Michigan’s wheat crop looking positive!

The Michigan Wheat Program along with the Michigan State University (MSU) wheat systems specialist are giving a “thumb’s up” to the outlook for Michigan’s 2024 winter wheat crop.

Wheat producers and industry representatives have been wondering about the impacts of the unseasonably mild 2023-2024 winter on this year’s crop. Of course, the relationship is complicated.

MSU’s wheat specialist, Dennis Pennington noted that while wheat dormancy had broken in mid-March, green-up of the crop had not occurred in most parts of the state.  At the same time, there has been no widespread “ponding” of water in wheat fields that can damage wheat’s growing point and ultimately diminish yields.

“We have issued adjusted recommendations for nitrogen and herbicide applications because the growing degree indicators showed us the warmer weather hadn’t pushed much wheat into the green-up stage,” said Pennington.

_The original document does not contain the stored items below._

//! Redis cache for latest analysis results
//!
//! Reads go through the cache and fall back to the store on any miss or
//! Redis error. Every completed run deletes the job's key.

use anyhow::{Context, Result};
use redis::aio::ConnectionManager;
use redis::AsyncCommands;
use serde::{de::DeserializeOwned, Serialize};
use std::time::Duration;
use tracing::{debug, error, instrument, warn};

/// Redis cache client with connection pooling.
#[derive(Clone)]
pub struct RedisCache {
    conn: ConnectionManager,
    default_ttl: Duration,
}

impl RedisCache {
    pub async fn new(redis_url: &str, default_ttl_seconds: u64) -> Result<Self> {
        let client = redis::Client::open(redis_url).context("Failed to create Redis client")?;

        let conn = ConnectionManager::new(client)
            .await
            .context("Failed to connect to Redis")?;

        tracing::info!("Redis cache connected");

        Ok(Self {
            conn,
            default_ttl: Duration::from_secs(default_ttl_seconds),
        })
    }

    /// Cached value, or None on miss, decode failure or Redis error
    #[instrument(skip(self), fields(cache_hit))]
    pub async fn get<T: DeserializeOwned>(&self, key: &str) -> Option<T> {
        let mut conn = self.conn.clone();

        let hit = match conn.get::<_, Option<String>>(key).await {
            Ok(Some(data)) => match serde_json::from_str(&data) {
                Ok(value) => {
                    debug!(key = key, "Cache hit");
                    Some(value)
                }
                Err(e) => {
                    warn!(key = key, error = %e, "Failed to deserialize cached value");
                    None
                }
            },
            Ok(None) => {
                debug!(key = key, "Cache miss");
                None
            }
            Err(e) => {
                error!(key = key, error = %e, "Redis get error");
                None
            }
        };
        tracing::Span::current().record("cache_hit", hit.is_some());
        hit
    }

    #[instrument(skip(self, value))]
    pub async fn set<T: Serialize>(&self, key: &str, value: &T) -> Result<()> {
        let mut conn = self.conn.clone();

        let data = serde_json::to_string(value).context("Failed to serialize value for cache")?;

        conn.set_ex::<_, _, ()>(key, data, self.default_ttl.as_secs())
            .await
            .context("Failed to set cache value")?;

        debug!(key = key, ttl_secs = self.default_ttl.as_secs(), "Cached value");
        Ok(())
    }

    #[instrument(skip(self))]
    pub async fn delete(&self, key: &str) -> Result<bool> {
        let mut conn = self.conn.clone();

        let deleted: i32 = conn.del(key).await.context("Failed to delete cache key")?;

        debug!(key = key, deleted = deleted > 0, "Cache delete");
        Ok(deleted > 0)
    }

    pub async fn health_check(&self) -> Result<()> {
        let mut conn = self.conn.clone();
        let _: String = redis::cmd("PING")
            .query_async(&mut conn)
            .await
            .context("Redis health check failed")?;
        Ok(())
    }
}

/// Cache key builders
pub mod keys {
    use uuid::Uuid;

    /// Latest persisted result per rule for a job
    pub fn analysis_latest(job_id: Uuid) -> String {
        format!("analysis:latest:job:{}", job_id)
    }
}
#[cfg(test)]
mod tests {
    use super::test_support::*;
    use super::*;

    #[test]
    fn variance_bands_are_exclusive_on_the_shortage_side() {
        assert_eq!(
            Variance::classify(114.0, 119.0, 5.0, 20.0).kind,
            VarianceType::Adequate
        );
        assert_eq!(
            Variance::classify(113.99, 119.0, 5.0, 20.0).kind,
            VarianceType::Shortage
        );
        assert_eq!(
            Variance::classify(140.0, 119.0, 5.0, 20.0).kind,
            VarianceType::Excess
        );
        assert_eq!(
            Variance::classify(139.0, 119.0, 5.0, 20.0).kind,
            VarianceType::Adequate
        );
    }

    #[test]
    fn validate_rejects_non_finite_values() {
        let mut bad = item("Ridge cap", f64::NAN, "LF", None);
        bad.is_ridge_cap_item = true;
        let input = input(vec![bad], None, None);
        assert!(matches!(input.validate(), Err(RuleError::InvalidInput(_))));

        let measurements = RoofMeasurements {
            eave_length: Some(f64::INFINITY),
            ..eagleview()
        };
        let input = super::test_support::input(vec![], Some(measurements), None);
        assert!(input.validate().is_err());
    }

    #[test]
    fn missing_roof_type_routes_to_other() {
        let input = input(vec![], None, None);
        assert_eq!(input.roof_type(), RoofType::Other);
    }

    #[test]
    fn line_item_evidence_cites_page() {
        let evidence = line_item_evidence(&item("Drip edge", 120.0, "LF", Some(2.85)));
        assert_eq!(evidence, "Estimate page 3: \"Drip edge\" (120 LF)");
    }

    #[test]
    fn rule_set_override_replaces_only_that_rule() {
        struct Fixed;
        impl ComplianceRule for Fixed {
            fn rule_type(&self) -> RuleType {
                RuleType::DripEdge
            }
            fn evaluate(&self, _input: &AnalysisInput) -> Result<RuleAnalysis, RuleError> {
                Err(RuleError::Computation("boom".to_string()))
            }
        }

        let rules = RuleSet::default().with_rule(Box::new(Fixed));
        let input = input(vec![], None, None);
        assert!(rules.get(RuleType::DripEdge).evaluate(&input).is_err());
        assert!(rules.get(RuleType::IceAndWater).evaluate(&input).is_ok());
    }

    #[test]
    fn job_with_nothing_extracted_still_evaluates() {
        use crate::domain::analysis::{ComplianceStatus, RequiredLengthSource, RidgeCapPath};

        let input = AnalysisInput {
            job_id: Uuid::new_v4(),
            ..Default::default()
        };
        let rules = RuleSet::default();

        for rule_type in RuleType::ALL {
            let analysis = rules.evaluate(rule_type, &input).unwrap();
            match analysis {
                RuleAnalysis::RidgeCap(ridge) => {
                    assert_eq!(ridge.analysis_path, RidgeCapPath::UnknownRoofMissingMaterial);
                    assert_eq!(ridge.required_source, RequiredLengthSource::Fallback);
                    assert_eq!(ridge.result.status, ComplianceStatus::SupplementNeeded);
                    assert_eq!(ridge.result.required_quantity, Some(100.0));
                    assert_eq!(ridge.result.cost_impact, 4290.0);
                }
                other => {
                    assert_eq!(
                        other.result().status,
                        ComplianceStatus::InsufficientData,
                        "{:?}",
                        rule_type
                    );
                    assert_eq!(other.result().cost_impact, 0.0);
                }
            }
        }
    }

    #[test]
    fn huge_quantities_stay_finite_or_fail_cleanly() {
        let mut ridge = item("Hip / Ridge cap - Standard profile", 1e307, "LF", Some(42.90));
        ridge.is_ridge_cap_item = true;
        let rules = RuleSet::default();

        let analysis = rules
            .evaluate(RuleType::RidgeCap, &input(vec![ridge.clone()], None, None))
            .unwrap();
        assert_eq!(analysis.result().estimate_quantity, 1e307);
        let json = serde_json::to_value(&analysis).unwrap();
        let back: RuleAnalysis = serde_json::from_value(json).unwrap();
        assert_eq!(back.result().estimate_quantity, 1e307);

        ridge.quantity.value = 1e308;
        let overflow = input(vec![ridge.clone(), ridge], None, None);
        assert!(matches!(
            rules.evaluate(RuleType::RidgeCap, &overflow),
            Err(RuleError::Computation(_))
        ));
    }

    proptest::proptest! {
        #[test]
        fn shortage_always_has_negative_amount(
            estimate in 0.0f64..500.0,
            required in 0.0f64..500.0,
            tolerance in 0.0f64..30.0,
        ) {
            let variance = Variance::classify(estimate, required, tolerance, 20.0);
            if variance.kind == VarianceType::Shortage {
                proptest::prop_assert!(variance.amount < 0.0);
                proptest::prop_assert!(variance.shortfall() > 0.0);
            }
            if variance.amount >= 0.0 {
                proptest::prop_assert!(variance.kind != VarianceType::Shortage);
                proptest::prop_assert_eq!(variance.shortfall(), 0.0);
            }
        }

        #[test]
        fn every_analyzer_bills_its_shortages(quantity in 0u32..400) {
            let quantity = f64::from(quantity);
            let mut ridge = item("Hip / Ridge cap - Standard profile", quantity, "LF", Some(42.90));
            ridge.is_ridge_cap_item = true;
            let measurements = RoofMeasurements {
                ridge_length: Some(26.0),
                hip_length: Some(93.0),
                eave_length: Some(120.0),
                rake_length: Some(140.0),
                predominant_pitch: Some("6/12".to_string()),
                ..eagleview()
            };
            let input = input(
                vec![
                    ridge,
                    item("Drip edge", quantity, "LF", Some(2.85)),
                    item("Gutter apron", quantity, "LF", Some(3.15)),
                    item("Ice & water barrier", quantity, "SF", Some(1.85)),
                    item("Starter strip - universal", quantity, "LF", Some(2.85)),
                ],
                Some(measurements),
                Some(RoofType::Laminated),
            );

            let rules = RuleSet::default();
            for rule_type in RuleType::ALL {
                let analysis = rules.get(rule_type).evaluate(&input).map_err(|e| {
                    proptest::test_runner::TestCaseError::fail(e.to_string())
                })?;
                let result = analysis.result();
                if result.variance_type == Some(VarianceType::Shortage) {
                    proptest::prop_assert!(result.variance_amount.unwrap_or(0.0) < 0.0, "{:?}", rule_type);
                    proptest::prop_assert!(result.cost_impact > 0.0, "{:?}", rule_type);
                }
            }
        }
    }
}
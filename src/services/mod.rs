//! Service layer: orchestration worker, persistence, progress fan-out and caching.

pub mod cache;
pub mod progress;
pub mod store;
pub mod worker;

pub use cache::RedisCache;
pub use progress::{ProgressHub, TracingObserver};
pub use store::{AnalysisStore, PgAnalysisStore};
pub use worker::{AnalysisWorker, WorkerError};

“In fact, the late onset of sub-freezing temperatures last November allowed even the late-planted wheat to have tiller development – which doesn’t always happen and was a very good thing given that many acres were planted late,” he said.

“The bottom line is:  Even though wheat was planted later than optimal in some locations, the crop still looks good across the state,” Pennington said.

Michigan traditionally produces an average of 81 bushels/acre, significantly above the 2023 national average of 50.6 bushels/acre according to the US Department of Agriculture’s National Agricultural Statistics Service (NASS). This large yield is due to soil types, natural rainfall from the Great Lakes’ effect and a strong focus on wheat as a bottom-line crop with a strong home-state miller advantage. Michigan has five wheat mills.

Recently, NASS released a report of wheat acres planted. It shows a decrease in the acres planted, but acreage is just one part of the story. The other half of the equation is the bushel per acre yield.

“In five of the last seven years, Michigan’s wheat production has remained steady at 35 million bushels, with production ticking up in two of those years,” Pennington explained. “In those five years, yields increased by nearly 17%. When I run the numbers of harvested acres and the yield trend, I end up with a crop of 33 million bushels. This is down about 5% from our trend average.”

“Of course, weather will play a role in determining the final number of acres harvested and the average yield, but Michigan wheat is in good shape, actually much better shape than some thought we would be this early in spring,” he said.

Above graphic: USDA National Agriculture Statistics Service data from 2017 to 2023 for Michigan wheat production and yield.


Michigan Wheat Program executive director Jody Pollok-Newsom commented that Michigan wheat yields are trending up.

“Not only do we have higher yields than other states, but our growers are participating in the collaborative program with Ontario called the Great Lakes Yield Enhancement Network, or YEN,” she said. “One aspect of the Great Lakes YEN is a yield contest where we had growers achieving 2022 yields above 160 bushels/acre. This was achieved in the “thumb of Michigan” where winter white wheat is king.”

“The Michigan Wheat Program is very optimistic about the YEN results for the 2024 harvest given the strong white wheat crop at this moment,” Pollok-Newsom said. “We anticipate that white winter wheat is about 35-40% of our total wheat crop.”

Michigan’s planted wheat acreage was down in the fall of 2023 due to late-harvested corn and soybeans, yet at this point both red and white winter wheat appear to have benefitted from favorable fall and winter weather.

“Given the observations of our wheat specialist Dennis Pennington, who has traveled the state looking at his research plots and growers’ fields, we are expecting another good size crop with a higher-than-average percentage of planted acres harvested,” Pollok-Newsom concluded.